Foreign & Documentary Films in Theaters and DVD/Home Video ">

Reviews of Recent Independent, Foreign, & Documentary Films in Theaters and DVD/Home Video

Rotten Tomatoes
Showtimes & Tickets
Enter Zip Code:

Noomi Rapace in THE GIRL WHO PLAYED WITH FIRE (Photo: Knut Koivisto/Music Box Films)

THE GIRL WHO PLAYED WITH FIRE
Directed by
Daniel Alfredson
Produced by
Soren Staermose
Written by Jonas Frykberg, based on the novel by Stieg Larsson
Released by Music Box Films
Swedish with English subtitles
Sweden/Denmark. 129 min. Rated R
With
Noomi Rapace, Michael Nyqvist, Per Oscarsson, Lena Endre, Peter Andersson, Yasmine Garbi, Johan Kylén, Tanja Lorentzon & Paolo Roberto  
 

The Girl Who Played With Fire faithfully continues the film adaptations of the late Stieg Larsson’s world-wide bestselling “Millennium Trilogy” thrillers. Within an absorbing plot, this second installment answers many questions about the background of that mysterious, skinny girl with the dragon tattoo down her back, Lisbeth Salander (again wholly embodied by the intriguing Noomi Rapace).

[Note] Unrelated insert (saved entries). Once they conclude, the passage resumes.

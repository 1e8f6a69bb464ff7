use thiserror::Error;

/// Errors raised while parsing or validating configuration payloads.
#[derive(Debug, Error)]
pub enum ConfigError {
    #[error("invalid config payload: {0}")]
    Payload(#[from] serde_json::Error),

    #[error("unknown log level: {0}")]
    UnknownLevel(String),
}
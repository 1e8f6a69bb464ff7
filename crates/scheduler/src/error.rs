use thiserror::Error;
use uuid::Uuid;

use dynlog_core::ConfigError;

use crate::applier::ApplyError;
use crate::store::StoreError;

/// Errors surfaced by scheduler operations.
#[derive(Debug, Error)]
pub enum SchedulerError {
    #[error("store error: {0}")]
    Store(#[from] StoreError),

    #[error("config error: {0}")]
    Config(#[from] ConfigError),

    #[error("apply error: {0}")]
    Apply(#[from] ApplyError),

    #[error("config {0} referenced by trigger is gone")]
    ConfigMissing(Uuid),
}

Opening where the first film left her, the computer whiz/martial artist/avenging angel is on a quiet vacation by the ocean, asleep without her dark make-up and piercings, and even sporting a softer haircut. Brief flashbacks of her nightmares may somewhat help newcomers get up-to-date about the violent sexual abuse she suffered from her court-appointed legal guardian Nils Bjurman (Peter Andersson), although they may wonder how and where Salander obtain so much money to travel around the world. She now needs to go back to Stockholm to tie up a few personal loose ends.

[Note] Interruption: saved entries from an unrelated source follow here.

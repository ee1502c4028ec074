//! Core domain types for BMI tracking.
//!
//! - BMI categories and their thresholds
//! - Readings produced by the engine
//! - Persisted records and per-user summaries

use chrono::{DateTime, Utc};
use serde::{Deserialize, Serialize};
use std::fmt;
use std::str::FromStr;
use uuid::Uuid;

// ============================================================================
// Category
// ============================================================================

/// Lower bound of the Normal band
pub const NORMAL_MIN: f64 = 18.5;
/// Lower bound of the Overweight band
pub const OVERWEIGHT_MIN: f64 = 25.0;
/// Lower bound of the Obese band
pub const OBESE_MIN: f64 = 30.0;

/// Standard BMI classification band
#[derive(Clone, Copy, Debug, Serialize, Deserialize, PartialEq, Eq, Hash)]
pub enum Category {
    Underweight,
    Normal,
    Overweight,
    Obese,
}

impl Category {
    /// Classify a BMI value. Each band includes its lower bound.
    pub fn from_bmi(bmi: f64) -> Self {
        if bmi < NORMAL_MIN {
            Category::Underweight
        } else if bmi < OVERWEIGHT_MIN {
            Category::Normal
        } else if bmi < OBESE_MIN {
            Category::Overweight
        } else {
            Category::Obese
        }
    }

    /// Label used in storage, CSV and display
    pub fn as_str(&self) -> &'static str {
        match self {
            Category::Underweight => "Underweight",
            Category::Normal => "Normal",
            Category::Overweight => "Overweight",
            Category::Obese => "Obese",
        }
    }
}

impl fmt::Display for Category {
    fn fmt(&self, f: &mut fmt::Formatter<'_>) -> fmt::Result {
        f.write_str(self.as_str())
    }
}

impl FromStr for Category {
    type Err = crate::Error;

    fn from_str(s: &str) -> crate::Result<Self> {
        match s {
            "Underweight" => Ok(Category::Underweight),
            "Normal" => Ok(Category::Normal),
            "Overweight" => Ok(Category::Overweight),
            "Obese" => Ok(Category::Obese),
            other => Err(crate::Error::InvalidInput(format!(
                "unknown category label '{}'",
                other
            ))),
        }
    }
}

// ============================================================================
// Readings and Records
// ============================================================================

/// Result of a single BMI computation
#[derive(Clone, Copy, Debug, PartialEq)]
pub struct BmiReading {
    pub bmi: f64,
    pub category: Category,
}

/// One persisted BMI measurement for a user
///
/// `bmi` and `category` are derived from `weight_kg` and `height_m` when the
/// record is created and are never recomputed on read.
#[derive(Clone, Debug, Serialize, Deserialize, PartialEq)]
pub struct BmiRecord {
    pub id: Uuid,
    pub user_id: String,
    pub timestamp: DateTime<Utc>,
    pub weight_kg: f64,
    pub height_m: f64,
    pub bmi: f64,
    pub category: Category,
}

/// Mean/min/max over a user's BMI history
#[derive(Clone, Copy, Debug, Serialize, Deserialize, PartialEq)]
pub struct BmiSummary {
    pub count: usize,
    pub mean: f64,
    pub min: f64,
    pub max: f64,
}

Salander allows herself more sentiment this time around, here with her older tolerant guardian Holger Palmgren (Per Oscarsson), who’s recovering from a stroke, and in renewing her affair with the alluring Miriam Wu (Yasmine Garbi). While the lesbian sex scenes may contribute to the books’ sales, the two are tender and erotic together in the film, making the later ramifications from their relationship that much more jolting.

Salander’s horrible backstory gets tangled up in an investigation of a human trafficking network pursued by the crusading editor Mikael Blomkvist (again played by Michael Nyqvist), during which two of his young reporters are murdered. Blomkvist and the eerily indestructible Salander separately come to realize the same assassins are trying to kill her, too. The bone-crunching one-on-one battles on screen come down to bloodthirsty vendettas.

Scripter Jonas Frykberg briskly trims the book’s several-pronged plot down to the swift essentials of a complicated crime mystery. While one of the policemen, Jan Bublanski (Johan Kylén), retains some distinctive individuality as an observant Jew, Larsson’s stingers against chauvinist and homophobic cops are among the politically oriented details that were jettisoned.

The big change from the first film, unfortunately, is the director, Daniel Alfredson, who has also reteamed with Frykberg for the final film in the series, The Girl Who Kicked the Hornet’s Nest, to be released in the fall. This straightforward installment is just not as visually exciting as the first. Salander and Blomkvist are seen as a tag team hunting down clues in a brisk, workmanlike fashion, even during hair-raising confrontations with the bad guys. However, the exaggerated Bond-esque villains are brought to vivid life—hirsute motorcycle gang bangers, an impervious blonde giant, and a twisted old man—in dark and isolated buildings and deserted streets that manage to be tense without any flourishes. One of the most colorful characters was not only preserved but the real person who inspired the role plays him—former professional boxer Paolo Roberto (turned TV host, political candidate, and actor) as the feisty former professional boxer Paolo Roberto, one of Salander’s few allies.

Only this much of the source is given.